** DATA LISTING follows **

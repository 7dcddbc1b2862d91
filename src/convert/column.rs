// Copyright (c) 2025 ADBC Drivers Contributors
//
// Licensed under the Apache License, Version 2.0 (the "License");
// you may not use this file except in compliance with the License.
// You may obtain a copy of the License at
//
//     http://www.apache.org/licenses/LICENSE-2.0
//
// Unless required by applicable law or agreed to in writing, software
// distributed under the License is distributed on an "AS IS" BASIS,
// WITHOUT WARRANTIES OR CONDITIONS OF ANY KIND, either express or implied.
// See the License for the specific language governing permissions and
// limitations under the License.

//! Column metadata derived from a wire type signature.

use crate::convert::Converter;
use crate::error::Result;
use crate::types::protocol::Column;

/// Length reported for unbounded character and binary types.
pub const UNBOUNDED_LENGTH: i64 = i32::MAX as i64;

/// A result column together with its converter.
#[derive(Debug, Clone, PartialEq)]
pub struct ColumnInfo {
    column: Column,
    converter: Converter,
}

impl ColumnInfo {
    /// Build the converter for `column`; fails for unsupported types.
    pub fn new(column: Column) -> Result<Self> {
        let converter = Converter::from_signature(&column.type_signature)
            .map_err(|e| e.in_context(format!("column {}", column.name)))?;
        Ok(Self { column, converter })
    }

    pub fn name(&self) -> &str {
        &self.column.name
    }

    /// Full type string as sent by the server, e.g. `varchar(10)`.
    pub fn type_name(&self) -> &str {
        &self.column.type_name
    }

    pub fn converter(&self) -> &Converter {
        &self.converter
    }

    /// Upper-case raw type name, e.g. `VARCHAR` or `ARRAY`.
    pub fn database_type_name(&self) -> String {
        self.column.type_signature.raw_type.to_uppercase()
    }

    /// Declared length of character and binary columns.
    pub fn length(&self) -> Option<i64> {
        match self.column.type_signature.raw_type.as_str() {
            "varchar" | "char" | "varbinary" => Some(
                self.column
                    .type_signature
                    .arguments
                    .first()
                    .and_then(|argument| argument.long())
                    .unwrap_or(UNBOUNDED_LENGTH),
            ),
            _ => None,
        }
    }

    /// Precision and scale of decimal columns.
    pub fn decimal_size(&self) -> Option<(i64, i64)> {
        if self.column.type_signature.raw_type != "decimal" {
            return None;
        }
        let mut longs = self
            .column
            .type_signature
            .arguments
            .iter()
            .filter_map(|argument| argument.long());
        let precision = longs.next()?;
        let scale = longs.next().unwrap_or(0);
        Some((precision, scale))
    }

    /// Every Trino column may hold nulls.
    pub fn nullable(&self) -> bool {
        true
    }
}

** End of DATA LISTING **

• _WHAT THIS TASK INVOLVES_:
Exactly how many lines in the data above hold "crate"? State that number only.

• _WRITTEN SOLUTION_:
3